Prior studies showed a 14% overall response rate among patients with HNSCC treated with pembrolizumab.
SD-101 is a synthetic CpG-oligodeoxynucleotide toll-like receptor 9 agonist that stimulates dendritic cells to release interferon alpha and mature into antigen-presenting cells to activate T-cell antitumor responses, according to study background.
“SD-101 activates a different and complementary part of the immune system,” Cohen said. “Even when we looked at the pharmacodynamic data, we saw a Type 1 interferon response, which is exactly what SD-101 should do.
“This was accompanied by an infiltration of CD8-positive T cells into the tumor,” Cohen added. “With pembrolizumab onboard, the ability to activate those CD8-positive T cells appears to result in a response rate that is double that of pembrolizumab alone.”

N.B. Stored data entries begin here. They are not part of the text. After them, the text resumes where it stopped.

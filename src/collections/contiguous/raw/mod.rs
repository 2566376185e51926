//! The heap storage shared by the contiguous collections.

mod raw_array;
mod tests;

pub(crate) use raw_array::*;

The phase 1b/phase 2 SYNERGY-001 trial assessed the safety and preliminary efficacy of intratumoral SD-101 in combination with anti-PD-1 therapy pembrolizumab for patients with recurrent or metastatic head and neck cancer.

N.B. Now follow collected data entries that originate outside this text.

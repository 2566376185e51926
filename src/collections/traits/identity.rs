use std::ptr::{self, NonNull};
use std::rc::Rc;
use std::sync::Arc;

/// A payload which refers to some other value, and can therefore be compared by identity rather
/// than by structure.
///
/// This is the default predicate used by the `find_first` and `remove_first` family of methods:
/// two payloads match only if they refer to the very same value. The collections never inspect
/// the referent, so structural equality always requires a caller-supplied predicate (see the
/// `_by` variants of those methods).
///
/// # Examples
/// ```
/// # use seq_lib::collections::traits::Identity;
/// let (a, b) = (42, 42);
/// assert!((&a).is_same(&&a));
/// assert!(!(&a).is_same(&&b));
/// ```
pub trait Identity {
    /// Returns true if `self` and `other` refer to the same value.
    fn is_same(&self, other: &Self) -> bool;
}

impl<T: ?Sized> Identity for &T {
    fn is_same(&self, other: &Self) -> bool {
        ptr::eq(*self, *other)
    }
}

impl<T: ?Sized> Identity for &mut T {
    fn is_same(&self, other: &Self) -> bool {
        ptr::eq(&**self, &**other)
    }
}

impl<T: ?Sized> Identity for *const T {
    fn is_same(&self, other: &Self) -> bool {
        ptr::eq(*self, *other)
    }
}

impl<T: ?Sized> Identity for *mut T {
    fn is_same(&self, other: &Self) -> bool {
        ptr::eq(*self, *other)
    }
}

impl<T: ?Sized> Identity for NonNull<T> {
    fn is_same(&self, other: &Self) -> bool {
        ptr::eq(self.as_ptr(), other.as_ptr())
    }
}

impl<T: ?Sized> Identity for Box<T> {
    fn is_same(&self, other: &Self) -> bool {
        ptr::eq(&**self, &**other)
    }
}

impl<T: ?Sized> Identity for Rc<T> {
    fn is_same(&self, other: &Self) -> bool {
        Rc::ptr_eq(self, other)
    }
}

impl<T: ?Sized> Identity for Arc<T> {
    fn is_same(&self, other: &Self) -> bool {
        Arc::ptr_eq(self, other)
    }
}
#![cfg(test)]

use std::mem::MaybeUninit;
use std::ptr::NonNull;

use super::*;
use crate::util::alloc::ZeroSizedType;
use crate::util::error::{AllocError, CapacityOverflow};

fn filled(size: usize) -> RawArray<u64> {
    let buf = RawArray::<u64>::try_new(size).expect("small allocations should succeed");
    for i in 0..size {
        // SAFETY: i < size, so the slot is within the allocation.
        unsafe { buf.slot(i).write(MaybeUninit::new(i as u64 * 10)) }
    }
    buf
}

fn read_all(buf: &RawArray<u64>, count: usize) -> Vec<u64> {
    (0..count)
        // SAFETY: Callers only read slots which have been written.
        .map(|i| unsafe { buf.slot(i).read().assume_init() })
        .collect()
}

#[test]
fn test_failed_realloc_leaves_buffer() {
    let mut buf = filled(4);
    let old_ptr = buf.ptr;

    assert_eq!(
        buf.try_realloc(usize::MAX),
        Err(AllocError::CapacityOverflow(CapacityOverflow)),
        "A layout larger than isize::MAX bytes should be rejected."
    );
    assert_eq!(
        buf.try_realloc(isize::MAX as usize / size_of::<u64>() + 1),
        Err(AllocError::CapacityOverflow(CapacityOverflow))
    );

    assert_eq!(buf.ptr, old_ptr, "A failed realloc shouldn't move the allocation.");
    assert_eq!(buf.size(), 4, "A failed realloc shouldn't change the size.");
    assert_eq!(read_all(&buf, 4), [0, 10, 20, 30], "Contents should be untouched.");
}

#[test]
fn test_realloc() {
    let mut buf = filled(4);

    assert_eq!(buf.try_realloc(16), Ok(()));
    assert_eq!(buf.size(), 16);
    assert_eq!(read_all(&buf, 4), [0, 10, 20, 30], "Growing should keep every element.");

    assert_eq!(buf.try_realloc(2), Ok(()));
    assert_eq!(buf.size(), 2);
    assert_eq!(read_all(&buf, 2), [0, 10], "Shrinking should keep the leading elements.");

    let old_ptr = buf.ptr;
    assert_eq!(buf.try_realloc(2), Ok(()));
    assert_eq!(buf.ptr, old_ptr, "Reallocating to the same size shouldn't move.");

    assert_eq!(buf.try_realloc(0), Ok(()));
    assert_eq!(buf.ptr, NonNull::dangling(), "A zero size should hold a dangling pointer.");
    assert_eq!(buf.try_realloc(3), Ok(()));
    assert_ne!(buf.ptr, NonNull::dangling());
}

#[test]
fn test_zst_support() {
    let mut buf = RawArray::<ZeroSizedType>::try_new(usize::MAX)
        .expect("zero-sized types should never need to allocate");
    assert_eq!(buf.ptr, NonNull::dangling());

    assert_eq!(buf.try_realloc(5), Ok(()));
    assert_eq!(buf.ptr, NonNull::dangling(), "Pointer shouldn't change for a ZST.");
    assert_eq!(buf.size(), 5);
}
mod iter;
mod length;
mod linked_list;
mod node;
mod tests;

pub use iter::*;
pub(crate) use length::*;
pub use linked_list::*;
pub(crate) use node::*;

One of two phase 2 expansion cohorts included 26 patients (median age, 65 years) naive to anti-PD-1/anti-PD-L1 treatment.
Most patients were men (91%), had an ECOG performance status of 0 or 1 (96%) and had received a median one prior line of therapy in the metastatic setting (range, 0 to 2).
They received 8 mg SD-101 injected in a single tumor lesion (weekly for four doses, followed by every 3 weeks for seven more doses). They also received 200 mg pembrolizumab via IV every 3 weeks.
Researchers used RECIST v1.1/irRECIST criteria to assess responses, and they reported responses for a modified intention-to-treat population that excluded patients who had not yet reached their first CT scan.
At the time of analysis, patients had received a median five doses (range, 1-16) of SD-101.
Researchers reported a 30.4% overall response rate in the modified intention-to-treat population (n = 23). Responses occurred among patients with PD-L1-positive tumors, as well as PD-L1-negative tumors.
Seven patients achieved partial response, and five of these partial responses remained ongoing at the time of analysis (duration range, 1 week to 27 weeks).
Three patients demonstrated stable disease.
Ten patients experienced disease progression. Three patients discontinued treatment due to clinical progression before their initial CT scan.
Researchers observed tumor shrinkage greater than 30% among eight of 18 (n = 44.4) injected lesions, as well as eight of 14 (57.1%) noninjected lesions.
Fewer than one-third (28%) of patients experienced grade 3 or higher treatment-related adverse events; these included flu-like symptoms, myalgia, headache, fatigue, and injection site pain and swelling.
No new safety signals emerged with pembrolizumab, and investigators reported no increased incidence or severity of adverse events compared with pembrolizumab monotherapy. Sixteen percent of patients experienced immune-related adverse events.
Fifteen patients required treatment interruption. These included 10 interruptions due to disease progression and two due to adverse events. One patient withdrew consent and one person died due to a nontreatment-related cause. The reason for the other interruption was not specified.
“We expect the trial to be complete by the end of this year or early 2019,” Cohen told HemOnc Today. “Beyond this, we will allow the data to mature a bit and ensure that we are, in fact, seeing the promising activity that we think we are seeing. We will then hopefully move SD-101 into larger randomized studies that truly demonstrate that this combination is better than single-agent pembrolizumab or better than current standards of care in head and neck cancer.” – by Jennifer Southall
Reference:
Cohen EEW, et al. 1050_PD. Presented at: European Society for Medical Oncology Congress; Oct. 19-23, 2018; Munich.
Disclosures: Dynavax Technologies Corporation provided funding for this study. Cohen reports consultant or advisory roles with AstraZeneca, Bristol-Myers Squibb, Eisai, Merck, and Pfizer. Please see the abstract for all other authors’ relevant financial disclosures.